El barranco y la náusea / José María Sánchez Romera

Lo más imperdonable de la crisis de Gobierno que el pasado fin de semana se nos dio a conocer es la elección de la fecha. La degollina llevada a cabo en la nómina ministerial por el Sr. Sánchez (del que solo se han salvado los que van en el trasportín habilitado a Podemos por ser elemento necesario constitutivo de masa crítica en el Parlamento) merecía coincidir en la fecha con alguna sonada matanza. El San Valentín sangriento (14 de febrero) o las vísperas sicilianas (30 de marzo) habrían sido efemérides dignas de compartir su sitio en la historia con esta hecatombe ministerial.

Uno de los sacrificados, que era bastante más que un ministro, ha sido Iván Redondo, esa especie de druida posmoderno experto en que los ciudadanos no reparen en lo que de verdad les interesa y afecta. El caso es que no hace mucho tiempo había dicho que por el Presidente Sánchez se tiraría a un barranco y es evidente que la frase generó en todos una gran confusión. En Pedro Sánchez porque quizá entendió que le reclamaba un suicidio asistido y en la prensa, porque creyeron que esa exteriorización de lealtad cumplía con su papel de valido. Cabe una tercera posibilidad, que venteara su complicado futuro y le quisiera hacer llegar al jefe una vigorosa declaración de incondicionalidad que lo enrocara en el cargo. Para su desgracia esas palabras han quedado vagando en el vacío y sus restos políticos reposan en el barranco que eligió como destino último.

Redondo mejor que nadie debía saber que reyes y políticos no tienen amigos sino servidores útiles o prescindibles cuando dejan de ser lo primero. El Jefe de Gabinete de La Moncloa alcanzó su zénit con la maquiavélica operación Illa que dio al socialismo en Cataluña una victoria tan sorprendente como estéril y comenzó su ocaso cuando la estrategia para hundir a Díaz Ayuso en Madrid se saldó no sólo con una victoria aplastante de la que iba a ser aplastada, sino con el vuelco de las encuestas nacionales (hasta Tezanos ha tenido que empezar a dar su brazo a torcer).
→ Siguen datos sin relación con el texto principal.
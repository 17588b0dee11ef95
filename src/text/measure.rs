//! # Text Measurement
//!
//! The engine never breaks lines itself. It hands a [`MeasureRequest`] to a
//! [`TextMeasurer`] and works from the returned line geometry. Measurers
//! must be deterministic: the same request always yields the same metrics.
//!
//! All lengths crossing this boundary are device units except the font
//! size, which stays in points and is scaled by the request's resolution.

use serde::{Deserialize, Serialize};

use super::StyledText;
use crate::config::FontFamilies;
use crate::error::{QuireError, Result};
use crate::model::Resolution;
use crate::style::{Alignment, FontFace, FontStyle};

#[derive(Debug, Clone, Copy, Default, PartialEq, Eq, Serialize, Deserialize)]
#[serde(rename_all = "camelCase")]
pub enum WrapMode {
    /// Break between words only. Overlong words overflow.
    Word,
    /// Break between any two characters.
    Char,
    /// Break between words, falling back to characters.
    #[default]
    WordChar,
}

/// A font resolved to a concrete family.
#[derive(Debug, Clone, PartialEq, Serialize)]
pub struct FontDescription {
    pub family: String,
    /// The generic face the family was resolved from.
    pub face: FontFace,
    /// Size in points.
    pub size: f64,
    pub bold: bool,
    pub italic: bool,
}

impl FontDescription {
    pub fn resolve(font: &FontStyle, families: &FontFamilies) -> Self {
        Self {
            family: families.family(font.face).to_string(),
            face: font.face,
            size: font.size,
            bold: font.bold,
            italic: font.italic,
        }
    }
}

#[derive(Debug, Clone)]
pub struct MeasureRequest<'a> {
    pub font: &'a FontDescription,
    pub text: &'a StyledText,
    /// Wrap width. `None` lays the text out without wrapping.
    pub width: Option<f64>,
    pub wrap: WrapMode,
    /// First-line indent. Negative values indent every line but the first.
    pub indent: f64,
    /// Extra space between consecutive lines.
    pub spacing: f64,
    /// Tab stops from the left text edge.
    pub tabs: &'a [f64],
    pub alignment: Alignment,
    pub resolution: Resolution,
}

/// Geometry of one laid-out line.
#[derive(Debug, Clone, Copy, PartialEq, Serialize, Deserialize)]
pub struct LineMetrics {
    /// Byte offset of the first character on the line.
    pub start: usize,
    /// Byte offset just past the last character on the line.
    pub end: usize,
    pub top: f64,
    pub bottom: f64,
    pub width: f64,
}

impl LineMetrics {
    pub fn height(&self) -> f64 {
        self.bottom - self.top
    }
}

#[derive(Debug, Clone, PartialEq, Default, Serialize, Deserialize)]
pub struct TextMetrics {
    pub lines: Vec<LineMetrics>,
    pub width: f64,
    pub height: f64,
}

impl TextMetrics {
    pub fn line_count(&self) -> usize {
        self.lines.len()
    }

    /// Reject degenerate output: no lines for non-empty text, offsets
    /// outside the text or inside a character, lines that go backwards.
    pub fn validate(&self, text: &str) -> Result<()> {
        if self.lines.is_empty() && !text.is_empty() {
            return Err(QuireError::Measurement(format!(
                "no lines returned for {} bytes of text",
                text.len()
            )));
        }
        if !self.height.is_finite() || !self.width.is_finite() || self.height < 0.0 {
            return Err(QuireError::Measurement(format!(
                "invalid extents {}x{}",
                self.width, self.height
            )));
        }

        let mut previous: Option<&LineMetrics> = None;
        for (n, line) in self.lines.iter().enumerate() {
            if line.start > line.end || line.end > text.len() {
                return Err(QuireError::Measurement(format!(
                    "line {n} spans {}..{} outside a {}-byte text",
                    line.start,
                    line.end,
                    text.len()
                )));
            }
            if !text.is_char_boundary(line.start) || !text.is_char_boundary(line.end) {
                return Err(QuireError::Measurement(format!(
                    "line {n} boundary {}..{} falls inside a character",
                    line.start, line.end
                )));
            }
            if !(line.top.is_finite() && line.bottom.is_finite()) || line.bottom < line.top {
                return Err(QuireError::Measurement(format!(
                    "line {n} has inverted extents {}..{}",
                    line.top, line.bottom
                )));
            }
            if let Some(prev) = previous {
                if line.start <= prev.start || line.top < prev.top {
                    return Err(QuireError::Measurement(format!(
                        "line {n} does not advance past line {}",
                        n - 1
                    )));
                }
            }
            previous = Some(line);
        }
        Ok(())
    }
}

/// The text-measurement service.
pub trait TextMeasurer {
    fn measure(&self, request: &MeasureRequest<'_>) -> Result<TextMetrics>;
}

impl<T: TextMeasurer + ?Sized> TextMeasurer for &T {
    fn measure(&self, request: &MeasureRequest<'_>) -> Result<TextMetrics> {
        (**self).measure(request)
    }
}

#[cfg(test)]
mod tests {
    use super::*;

    fn line(start: usize, end: usize, top: f64) -> LineMetrics {
        LineMetrics {
            start,
            end,
            top,
            bottom: top + 10.0,
            width: 5.0,
        }
    }

    fn metrics(lines: Vec<LineMetrics>) -> TextMetrics {
        let height = lines.last().map(|l| l.bottom).unwrap_or(0.0);
        TextMetrics {
            lines,
            width: 5.0,
            height,
        }
    }

    #[test]
    fn accepts_well_formed_lines() {
        let m = metrics(vec![line(0, 6, 0.0), line(6, 11, 10.0)]);
        assert!(m.validate("hello world").is_ok());
        assert!(TextMetrics::default().validate("").is_ok());
    }

    #[test]
    fn rejects_missing_lines() {
        let err = TextMetrics::default().validate("abc").unwrap_err();
        assert!(matches!(err, QuireError::Measurement(_)));
    }

    #[test]
    fn rejects_offsets_past_the_end() {
        assert!(metrics(vec![line(0, 9, 0.0)]).validate("abc").is_err());
    }

    #[test]
    fn rejects_offsets_inside_a_character() {
        assert!(metrics(vec![line(0, 1, 0.0), line(1, 3, 10.0)]).validate("éa").is_err());
    }

    #[test]
    fn rejects_lines_that_go_backwards() {
        let m = metrics(vec![line(0, 3, 0.0), line(0, 3, 10.0)]);
        assert!(m.validate("abc").is_err());
    }
}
Una humillación muy dolorosa para el orgullo presidencial.

La inmisericorde purga de Redondo no ha conocido ni la gratitud por los servicios prestados, nada menos que llevar a la Presidencia del Gobierno en su día al Sr. Sánchez con menos de noventa diputados en la Cámara. Eso sí pactando no ya con el diablo sino con sus maestros. En esas condiciones y en las que se dieron malhadadamente después resulta imposible gobernar y por eso el Sr. Redondo optó por la agitación permanente a falta de algo coherente que ofrecer que no fuera un ingente e ineficaz gasto público, que ha disimulado las exigencias de la pandemia, y la utilización de una legislación ideológica con el fin de evitar las fugas y trasvases de votos que suelen provocar la gestiones ineficientes o ruinosas. Pero el recurso a la prestidigitación política no es una opción imprescriptible.

Tampoco ha podido ser ajena a la decisión de cese la estrategia con el separatismo catalán. Prácticamente cualquiera ha podido percatarse que los mensajes cruzados entre el secesionismo de Cataluña y el Gobierno central son como el cuento de pan y pimiento, unos decían unas cosas incompatibles con las de los otros a la vez que sostenían una voluntad de entendimiento y vuelta a empezar, como en el cuento. Una imposibilidad teórica de llegar a compartir una propuesta como el cruce de dos líneas que discurren paralelas en el espacio. El desgaste que eso ha ocasionado al Ejecutivo es tan evidente que ni los más ciegos colaboradores presidenciales han podido dejar de advertir el destrozo causado. Esa responsabilidad, aunque la decisión sea de quien tiene el poder para en última instancia iniciar ese camino, no recae nunca sobre éste sino en quien musitó en su oído la idea.

El gran problema de Iván Redondo, como el de tantos cerebros ensombrecidos por los guiones de esas series de televisión ambientadas en el mundo de la política, es que ignora su propia realidad, la que lleva aparejada la naturaleza humana. Enredados en sus juegos de tronos valoran en exceso las circunstancias de su existencia, “esa materia bruta que tenía para la reventa, con la cual no sabía qué hacer…” (J.P. Sartre) y les impide sentir de vez en cuando la náusea que nos recuerda nuestra accidentalidad.